* _EXERCISE AIM_: Starting with the line that contains "by entity identifier." and stopping after the line that contains "async fn del_edit_context(&self, actor: &Actor, id: EntityId)", copy the entries below exactly. Include nothing else.

* _GIVEN ENTRIES_:
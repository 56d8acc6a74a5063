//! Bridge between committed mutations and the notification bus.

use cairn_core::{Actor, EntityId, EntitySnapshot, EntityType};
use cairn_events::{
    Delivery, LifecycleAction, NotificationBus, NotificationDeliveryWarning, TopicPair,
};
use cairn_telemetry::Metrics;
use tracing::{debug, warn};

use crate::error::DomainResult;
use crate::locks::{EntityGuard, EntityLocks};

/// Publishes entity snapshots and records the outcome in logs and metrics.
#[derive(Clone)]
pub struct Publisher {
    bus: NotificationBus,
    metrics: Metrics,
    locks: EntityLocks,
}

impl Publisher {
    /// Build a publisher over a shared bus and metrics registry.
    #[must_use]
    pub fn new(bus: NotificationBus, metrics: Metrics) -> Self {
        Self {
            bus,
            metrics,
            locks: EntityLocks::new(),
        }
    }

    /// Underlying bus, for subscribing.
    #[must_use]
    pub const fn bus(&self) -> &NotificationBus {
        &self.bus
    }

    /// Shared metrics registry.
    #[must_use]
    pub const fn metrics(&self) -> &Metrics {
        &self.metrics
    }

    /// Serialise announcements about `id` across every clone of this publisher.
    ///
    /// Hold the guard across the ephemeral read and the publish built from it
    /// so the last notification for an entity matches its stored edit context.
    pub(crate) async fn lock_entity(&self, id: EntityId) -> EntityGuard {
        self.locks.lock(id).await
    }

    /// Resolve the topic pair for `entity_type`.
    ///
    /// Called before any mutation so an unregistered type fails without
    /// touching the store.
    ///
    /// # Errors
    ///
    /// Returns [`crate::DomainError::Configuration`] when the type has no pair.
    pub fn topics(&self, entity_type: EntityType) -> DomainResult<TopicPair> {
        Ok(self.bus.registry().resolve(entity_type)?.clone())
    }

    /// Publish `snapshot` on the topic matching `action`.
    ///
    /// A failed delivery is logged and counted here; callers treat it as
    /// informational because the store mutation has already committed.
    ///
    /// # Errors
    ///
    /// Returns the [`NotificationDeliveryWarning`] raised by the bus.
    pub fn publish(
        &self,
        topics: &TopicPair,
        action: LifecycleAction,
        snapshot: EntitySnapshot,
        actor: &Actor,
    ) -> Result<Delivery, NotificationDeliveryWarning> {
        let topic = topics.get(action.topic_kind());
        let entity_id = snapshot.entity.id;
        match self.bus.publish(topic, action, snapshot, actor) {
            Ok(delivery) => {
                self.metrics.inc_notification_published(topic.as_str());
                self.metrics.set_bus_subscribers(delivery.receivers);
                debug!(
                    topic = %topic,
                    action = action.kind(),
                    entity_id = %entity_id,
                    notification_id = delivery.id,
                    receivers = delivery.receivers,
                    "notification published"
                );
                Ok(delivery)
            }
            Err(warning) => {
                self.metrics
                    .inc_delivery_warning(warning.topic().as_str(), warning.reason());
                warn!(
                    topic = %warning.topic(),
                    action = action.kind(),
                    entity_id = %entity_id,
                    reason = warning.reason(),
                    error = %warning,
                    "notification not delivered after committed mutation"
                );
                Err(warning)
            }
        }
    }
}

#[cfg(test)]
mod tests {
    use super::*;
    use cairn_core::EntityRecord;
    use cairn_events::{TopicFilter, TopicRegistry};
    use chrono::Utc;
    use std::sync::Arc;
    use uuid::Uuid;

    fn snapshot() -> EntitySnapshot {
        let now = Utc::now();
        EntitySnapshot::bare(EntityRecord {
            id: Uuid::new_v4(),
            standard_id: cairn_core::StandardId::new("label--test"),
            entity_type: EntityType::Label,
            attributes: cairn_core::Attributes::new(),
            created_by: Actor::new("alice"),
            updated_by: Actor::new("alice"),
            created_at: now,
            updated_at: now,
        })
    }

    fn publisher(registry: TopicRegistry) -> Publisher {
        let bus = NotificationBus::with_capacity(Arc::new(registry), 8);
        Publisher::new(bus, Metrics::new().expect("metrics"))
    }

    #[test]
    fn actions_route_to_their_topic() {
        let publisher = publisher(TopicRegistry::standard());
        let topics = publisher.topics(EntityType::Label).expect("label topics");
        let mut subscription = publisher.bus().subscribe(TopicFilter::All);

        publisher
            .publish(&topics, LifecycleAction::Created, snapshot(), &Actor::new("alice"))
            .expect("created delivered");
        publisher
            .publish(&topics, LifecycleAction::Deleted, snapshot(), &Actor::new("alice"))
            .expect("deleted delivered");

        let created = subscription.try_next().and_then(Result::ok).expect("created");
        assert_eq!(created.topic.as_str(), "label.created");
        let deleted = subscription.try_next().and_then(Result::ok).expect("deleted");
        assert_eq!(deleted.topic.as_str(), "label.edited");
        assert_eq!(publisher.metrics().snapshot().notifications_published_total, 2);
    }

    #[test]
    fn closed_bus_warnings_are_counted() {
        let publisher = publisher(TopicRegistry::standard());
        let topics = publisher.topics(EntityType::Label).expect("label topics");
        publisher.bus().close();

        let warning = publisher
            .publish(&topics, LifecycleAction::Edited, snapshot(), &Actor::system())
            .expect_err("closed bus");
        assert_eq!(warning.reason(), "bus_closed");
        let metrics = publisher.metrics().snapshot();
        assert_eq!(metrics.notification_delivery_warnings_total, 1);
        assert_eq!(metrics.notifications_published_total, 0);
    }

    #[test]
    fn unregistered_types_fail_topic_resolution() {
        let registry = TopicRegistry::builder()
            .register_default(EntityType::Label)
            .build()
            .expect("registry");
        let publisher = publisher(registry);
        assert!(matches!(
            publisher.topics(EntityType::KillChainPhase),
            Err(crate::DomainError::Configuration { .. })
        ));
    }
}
---
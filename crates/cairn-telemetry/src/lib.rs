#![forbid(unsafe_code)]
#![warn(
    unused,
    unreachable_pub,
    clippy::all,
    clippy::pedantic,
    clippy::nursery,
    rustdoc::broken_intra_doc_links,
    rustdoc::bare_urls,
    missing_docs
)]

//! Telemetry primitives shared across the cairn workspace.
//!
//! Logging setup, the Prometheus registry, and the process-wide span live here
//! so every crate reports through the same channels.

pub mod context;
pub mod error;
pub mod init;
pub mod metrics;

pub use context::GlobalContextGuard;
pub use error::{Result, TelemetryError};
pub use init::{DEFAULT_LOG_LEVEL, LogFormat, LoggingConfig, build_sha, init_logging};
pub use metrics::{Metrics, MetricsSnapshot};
---
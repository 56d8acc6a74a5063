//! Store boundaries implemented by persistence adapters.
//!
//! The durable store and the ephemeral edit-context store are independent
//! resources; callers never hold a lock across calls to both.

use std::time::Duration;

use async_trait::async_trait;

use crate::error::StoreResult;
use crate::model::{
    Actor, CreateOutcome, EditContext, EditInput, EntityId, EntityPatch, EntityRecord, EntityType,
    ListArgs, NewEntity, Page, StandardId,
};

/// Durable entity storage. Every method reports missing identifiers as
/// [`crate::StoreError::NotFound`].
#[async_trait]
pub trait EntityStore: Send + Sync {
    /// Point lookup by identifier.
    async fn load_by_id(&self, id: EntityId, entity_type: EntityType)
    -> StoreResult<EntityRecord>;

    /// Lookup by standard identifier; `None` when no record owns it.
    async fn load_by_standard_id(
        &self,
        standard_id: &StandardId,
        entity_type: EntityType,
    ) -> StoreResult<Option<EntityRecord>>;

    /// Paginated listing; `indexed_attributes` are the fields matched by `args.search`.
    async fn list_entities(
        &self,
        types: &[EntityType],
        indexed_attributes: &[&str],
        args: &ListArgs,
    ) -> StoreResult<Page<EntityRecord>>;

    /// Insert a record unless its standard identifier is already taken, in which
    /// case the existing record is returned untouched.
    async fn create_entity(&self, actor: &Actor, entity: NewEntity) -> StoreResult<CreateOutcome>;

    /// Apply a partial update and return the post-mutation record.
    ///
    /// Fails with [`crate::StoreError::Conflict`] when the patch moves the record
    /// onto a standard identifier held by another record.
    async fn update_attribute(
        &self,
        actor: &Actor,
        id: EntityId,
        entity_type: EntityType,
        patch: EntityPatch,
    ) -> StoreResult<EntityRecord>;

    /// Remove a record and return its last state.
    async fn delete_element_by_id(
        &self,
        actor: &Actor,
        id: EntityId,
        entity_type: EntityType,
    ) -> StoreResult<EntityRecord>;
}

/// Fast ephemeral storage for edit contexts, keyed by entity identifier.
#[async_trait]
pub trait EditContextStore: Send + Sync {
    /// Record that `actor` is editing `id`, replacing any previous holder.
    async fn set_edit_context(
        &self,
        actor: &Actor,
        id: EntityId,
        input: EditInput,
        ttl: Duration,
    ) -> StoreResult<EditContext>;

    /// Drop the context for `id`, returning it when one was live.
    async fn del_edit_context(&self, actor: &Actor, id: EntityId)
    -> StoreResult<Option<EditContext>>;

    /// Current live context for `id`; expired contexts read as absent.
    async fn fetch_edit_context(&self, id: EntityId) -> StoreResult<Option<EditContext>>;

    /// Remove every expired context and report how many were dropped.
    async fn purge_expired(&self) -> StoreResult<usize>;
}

* _SOLUTION_:
/// Fast ephemeral storage for edit contexts, keyed by entity identifier.
#[async_trait]
pub trait EditContextStore: Send + Sync {
    /// Record that `actor` is editing `id`, replacing any previous holder.
    async fn set_edit_context(
        &self,
        actor: &Actor,
        id: EntityId,
        input: EditInput,
        ttl: Duration,
    ) -> StoreResult<EditContext>;

    /// Drop the context for `id`, returning it when one was live.
    async fn del_edit_context(&self, actor: &Actor, id: EntityId)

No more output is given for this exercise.